Task brief –
Copy each line from the data that has the word "upsert" in it.

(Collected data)
* * *
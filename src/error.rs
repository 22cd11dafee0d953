// SPDX-License-Identifier: AGPL-3.0-or-later
//
// Copyright (C) 2025 Daniel Negri
//
// This program is free software: you can redistribute it and/or modify
// it under the terms of the GNU Affero General Public License as published by
// the Free Software Foundation, either version 3 of the License, or
// (at your option) any later version.
//
// This program is distributed in the hope that it will be useful,
// but WITHOUT ANY WARRANTY; without even the implied warranty of
// MERCHANTABILITY or FITNESS FOR A PARTICULAR PURPOSE. See the
// GNU Affero General Public License for more details.
//
// You should have received a copy of the GNU Affero General Public License
// along with this program. If not, see <https://www.gnu.org/licenses/>.

//! Error types for wallet, booking, and room operations.

use rust_decimal::Decimal;
use thiserror::Error;

/// Engine operation errors.
///
/// Every failure path leaves the ledger, order store, and room state
/// untouched; these errors are returned synchronously to the caller with
/// zero partial writes.
#[derive(Error, Debug, Clone, PartialEq, Eq)]
pub enum EngineError {
    /// Referenced account, room, item, or order does not exist
    #[error("{0} not found")]
    NotFound(String),

    /// Malformed amount, quantity, or other input
    #[error("invalid input: {0}")]
    InvalidInput(String),

    /// Operation requires a student (wallet-holding) account
    #[error("operation requires a student account")]
    InvalidRole,

    /// Debit or booking would exceed the current balance
    #[error("insufficient balance: current {balance}, required {required}")]
    InsufficientFunds {
        balance: Decimal,
        required: Decimal,
    },

    /// Basket was empty, had a zero quantity, or referenced items that are
    /// missing or unavailable; the whole basket is rejected
    #[error("invalid basket: {}", reasons.join(", "))]
    InvalidBasket { reasons: Vec<String> },

    /// Room occupancy already equals capacity
    #[error("room is full")]
    RoomFull,

    /// Student already holds a room
    #[error("student is already assigned to a room")]
    AlreadyAssigned,

    /// Student's current room differs from the target room
    #[error("student is not assigned to this room")]
    NotAssignedHere,

    /// Lost a uniqueness race (order number, room number, roll number)
    #[error("conflict: {0}")]
    Conflict(String),

    /// Catalog backend unreachable; pricing must abort
    #[error("dependency unavailable: {0}")]
    DependencyUnavailable(String),
}

impl EngineError {
    /// Convenience constructor for [`EngineError::NotFound`].
    pub fn not_found(what: impl Into<String>) -> Self {
        Self::NotFound(what.into())
    }
}
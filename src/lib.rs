// SPDX-License-Identifier: AGPL-3.0-or-later
//
// Copyright (C) 2025 Daniel Negri
//
// This program is free software: you can redistribute it and/or modify
// it under the terms of the GNU Affero General Public License as published by
// the Free Software Foundation, either version 3 of the License, or
// (at your option) any later version.
//
// This program is distributed in the hope that it will be useful,
// but WITHOUT ANY WARRANTY; without even the implied warranty of
// MERCHANTABILITY or FITNESS FOR A PARTICULAR PURPOSE. See the
// GNU Affero General Public License for more details.
//
// You should have received a copy of the GNU Affero General Public License
// along with this program. If not, see <https://www.gnu.org/licenses/>.

//! # Mess Ledger
//!
//! A ledger-backed wallet and atomic booking engine for hostel mess
//! operations. Student balances are derived values over an append-only
//! transaction ledger; point-of-sale food orders price a basket against the
//! current menu, verify funds, debit the wallet, and persist an immutable
//! order record as one indivisible unit. Room assignment follows the same
//! read-check-write discipline against a capacity-bounded occupancy set.
//!
//! ## Core Components
//!
//! - [`Engine`]: central coordinator for wallets, bookings, and rooms
//! - [`Account`]: per-student wallet with an append-only ledger
//! - [`Catalog`]: mutable menu resolved to price snapshots at order time
//! - [`Room`]: capacity-bounded occupancy aggregate
//! - [`Notifier`]: injected fire-and-forget notification capability
//! - [`EngineError`]: error types for every failure path
//!
//! ## Example
//!
//! ```
//! use mess_ledger_rs::{
//!     AccountId, BasketLine, Catalog, Engine, EngineConfig, EntryKind, ItemId,
//!     MealType, MenuItem, NoopNotifier, Role,
//! };
//! use rust_decimal_macros::dec;
//! use std::sync::Arc;
//!
//! let catalog = Arc::new(Catalog::new());
//! catalog.upsert(MenuItem {
//!     id: ItemId(1),
//!     name: "Tea".into(),
//!     category: "Beverages".into(),
//!     unit_price: dec!(10.00),
//!     available: true,
//! });
//! let engine = Engine::with_parts(
//!     catalog,
//!     Arc::new(NoopNotifier),
//!     EngineConfig::default(),
//! );
//!
//! engine
//!     .register_account(AccountId(1), "Asha", Role::Student, Some("CS101".into()))
//!     .unwrap();
//! engine
//!     .register_account(AccountId(100), "Mani", Role::CanteenManager, None)
//!     .unwrap();
//!
//! // Top up, then book three teas.
//! engine
//!     .create_transaction(AccountId(1), EntryKind::Credit, dec!(50.00), None)
//!     .unwrap();
//! let receipt = engine
//!     .create_order(
//!         AccountId(1),
//!         MealType::EveningSnacks,
//!         &[BasketLine { item_id: ItemId(1), quantity: 3 }],
//!         AccountId(100),
//!     )
//!     .unwrap();
//!
//! assert_eq!(receipt.order.total, dec!(30.00));
//! assert_eq!(receipt.new_balance, dec!(20.00));
//! ```
//!
//! ## Thread Safety
//!
//! The engine serves many concurrent request handlers. Per-account and
//! per-room critical sections (funds check + debit, occupancy check +
//! insert) are serialized by aggregate mutexes; everything else reads
//! already-committed immutable history and needs no locking.

pub mod account;
mod base;
pub mod catalog;
mod engine;
pub mod error;
pub mod ledger;
pub mod notify;
pub mod order;
mod order_store;
pub mod pricing;
pub mod room;

pub use account::{Account, Role, WalletSummary};
pub use base::{AccountId, EntryId, ItemId, OrderId, RoomId};
pub use catalog::{Catalog, MenuItem, PriceQuote, PriceSource};
pub use engine::{BookingReceipt, Engine, EngineConfig, TransactionReceipt};
pub use error::EngineError;
pub use ledger::{EntryKind, LedgerEntry};
pub use notify::{ChannelNotifier, EventKind, NoopNotifier, Notifier, NotifyEvent, NotifyPayload};
pub use order::{FoodOrder, OrderLine};
pub use pricing::{BasketLine, MealType, PricedLine, PricedOrder};
pub use room::{Room, RoomSnapshot};
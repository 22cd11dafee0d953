// SPDX-License-Identifier: AGPL-3.0-or-later
//
// Copyright (C) 2025 Daniel Negri
//
// This program is free software: you can redistribute it and/or modify
// it under the terms of the GNU Affero General Public License as published by
// the Free Software Foundation, either version 3 of the License, or
// (at your option) any later version.
//
// This program is distributed in the hope that it will be useful,
// but WITHOUT ANY WARRANTY; without even the implied warranty of
// MERCHANTABILITY or FITNESS FOR A PARTICULAR PURPOSE. See the
// GNU Affero General Public License for more details.
//
// You should have received a copy of the GNU Affero General Public License
// along with this program. If not, see <https://www.gnu.org/licenses/>.

//! Catalog snapshot provider.
//!
//! Pricing reads the catalog exactly once per order, at call time. Orders
//! capture denormalized line snapshots, so later price or availability edits
//! never retroactively change an already-priced order.

use crate::base::ItemId;
use crate::error::EngineError;
use dashmap::DashMap;
use rust_decimal::Decimal;
use serde::{Deserialize, Serialize};
use std::collections::HashMap;

/// Mutable catalog record. The order path never stores references to it.
#[derive(Debug, Clone, PartialEq, Serialize, Deserialize)]
pub struct MenuItem {
    pub id: ItemId,
    pub name: String,
    pub category: String,
    pub unit_price: Decimal,
    pub available: bool,
}

/// Unit price and availability for one item, read at order time.
#[derive(Debug, Clone, PartialEq)]
pub struct PriceQuote {
    pub name: String,
    pub unit_price: Decimal,
    pub available: bool,
}

/// Resolves item ids to current unit prices.
///
/// Ids unknown to the backend are simply absent from the returned map; the
/// pricing engine treats absence the same as unavailability. An unreachable
/// backend returns [`EngineError::DependencyUnavailable`], which aborts
/// pricing (unlike notification failures, catalog failures are never
/// swallowed).
pub trait PriceSource: Send + Sync {
    fn resolve_prices(
        &self,
        ids: &[ItemId],
    ) -> Result<HashMap<ItemId, PriceQuote>, EngineError>;
}

/// In-memory catalog backed by a concurrent map.
#[derive(Debug, Default)]
pub struct Catalog {
    items: DashMap<ItemId, MenuItem>,
}

impl Catalog {
    pub fn new() -> Self {
        Self {
            items: DashMap::new(),
        }
    }

    /// Inserts or replaces a catalog record.
    pub fn upsert(&self, item: MenuItem) {
        self.items.insert(item.id, item);
    }

    /// Updates the unit price of an existing item.
    pub fn set_price(&self, id: ItemId, unit_price: Decimal) -> Result<(), EngineError> {
        let mut item = self
            .items
            .get_mut(&id)
            .ok_or_else(|| EngineError::not_found(format!("menu item {id}")))?;
        item.unit_price = unit_price;
        Ok(())
    }

    /// Toggles availability of an existing item.
    pub fn set_available(&self, id: ItemId, available: bool) -> Result<(), EngineError> {
        let mut item = self
            .items
            .get_mut(&id)
            .ok_or_else(|| EngineError::not_found(format!("menu item {id}")))?;
        item.available = available;
        Ok(())
    }

    pub fn get(&self, id: ItemId) -> Option<MenuItem> {
        self.items.get(&id).map(|item| item.clone())
    }

    pub fn len(&self) -> usize {
        self.items.len()
    }

    pub fn is_empty(&self) -> bool {
        self.items.is_empty()
    }
}

impl PriceSource for Catalog {
    fn resolve_prices(
        &self,
        ids: &[ItemId],
    ) -> Result<HashMap<ItemId, PriceQuote>, EngineError> {
        let mut quotes = HashMap::with_capacity(ids.len());
        for id in ids {
            if let Some(item) = self.items.get(id) {
                quotes.insert(
                    *id,
                    PriceQuote {
                        name: item.name.clone(),
                        unit_price: item.unit_price,
                        available: item.available,
                    },
                );
            }
        }
        Ok(quotes)
    }
}
// SPDX-License-Identifier: AGPL-3.0-or-later
//
// Copyright (C) 2025 Daniel Negri
//
// This program is free software: you can redistribute it and/or modify
// it under the terms of the GNU Affero General Public License as published by
// the Free Software Foundation, either version 3 of the License, or
// (at your option) any later version.
//
// This program is distributed in the hope that it will be useful,
// but WITHOUT ANY WARRANTY; without even the implied warranty of
// MERCHANTABILITY or FITNESS FOR A PARTICULAR PURPOSE. See the
// GNU Affero General Public License for more details.
//
// You should have received a copy of the GNU Affero General Public License
// along with this program. If not, see <https://www.gnu.org/licenses/>.

//! Concurrent append-only order store with order-number uniqueness.
//!
//! The booking path first *reserves* an order number (an atomic
//! check-and-insert on the number index), then appends the debit under the
//! wallet lock, then *publishes* the finished order under the reserved
//! number. A reservation dropped without publishing releases the number, so
//! no failure path can leave an order without its debit or vice versa.

use crate::base::{AccountId, OrderId};
use crate::error::EngineError;
use crate::order::FoodOrder;
use dashmap::mapref::entry::Entry;
use dashmap::DashMap;
use std::sync::Arc;

/// Thread-safe order store keyed by order number and order id.
#[derive(Debug, Default)]
pub struct OrderStore {
    /// Number index; `None` marks a reserved-but-unpublished number.
    by_number: DashMap<String, Option<Arc<FoodOrder>>>,
    by_id: DashMap<OrderId, Arc<FoodOrder>>,
}

/// An exclusively held order number. Releases the number on drop unless the
/// order was published under it.
#[derive(Debug)]
pub struct NumberReservation<'a> {
    store: &'a OrderStore,
    number: Option<String>,
}

impl NumberReservation<'_> {
    pub fn number(&self) -> &str {
        self.number.as_deref().expect("reservation already consumed")
    }
}

impl Drop for NumberReservation<'_> {
    fn drop(&mut self) {
        if let Some(number) = self.number.take() {
            self.store.by_number.remove(&number);
        }
    }
}

impl OrderStore {
    pub fn new() -> Self {
        Self {
            by_number: DashMap::new(),
            by_id: DashMap::new(),
        }
    }

    /// Atomically claims an order number.
    ///
    /// # Errors
    ///
    /// Returns [`EngineError::Conflict`] if the number is already reserved
    /// or published.
    pub fn reserve(&self, number: String) -> Result<NumberReservation<'_>, EngineError> {
        // Entry API gives an atomic check-and-insert, so two concurrent
        // reservations of the same number cannot both succeed.
        match self.by_number.entry(number.clone()) {
            Entry::Occupied(_) => Err(EngineError::Conflict(format!(
                "order number {number} already exists"
            ))),
            Entry::Vacant(entry) => {
                entry.insert(None);
                Ok(NumberReservation {
                    store: self,
                    number: Some(number),
                })
            }
        }
    }

    /// Publishes a finished order under its reserved number.
    ///
    /// Infallible by construction: the reservation guarantees exclusive
    /// ownership of the number slot.
    pub fn publish(&self, mut reservation: NumberReservation<'_>, order: Arc<FoodOrder>) {
        let number = reservation.number.take().expect("reservation already consumed");
        debug_assert_eq!(number, order.order_number);
        self.by_id.insert(order.id, Arc::clone(&order));
        self.by_number.insert(number, Some(order));
    }

    pub fn get(&self, id: OrderId) -> Option<Arc<FoodOrder>> {
        self.by_id.get(&id).map(|order| Arc::clone(&order))
    }

    pub fn get_by_number(&self, number: &str) -> Option<Arc<FoodOrder>> {
        self.by_number.get(number).and_then(|slot| slot.clone())
    }

    /// All published orders for one account, newest first.
    pub fn for_account(&self, account_id: AccountId) -> Vec<Arc<FoodOrder>> {
        let mut orders: Vec<Arc<FoodOrder>> = self
            .by_id
            .iter()
            .filter(|entry| entry.account_id == account_id)
            .map(|entry| Arc::clone(&entry))
            .collect();
        orders.sort_by(|a, b| b.id.0.cmp(&a.id.0));
        orders
    }

    /// Number of published orders.
    pub fn len(&self) -> usize {
        self.by_id.len()
    }

    pub fn is_empty(&self) -> bool {
        self.by_id.is_empty()
    }
}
* * *
Expected output –
//! catalog.upsert(MenuItem {
    pub fn upsert(&self, item: MenuItem) {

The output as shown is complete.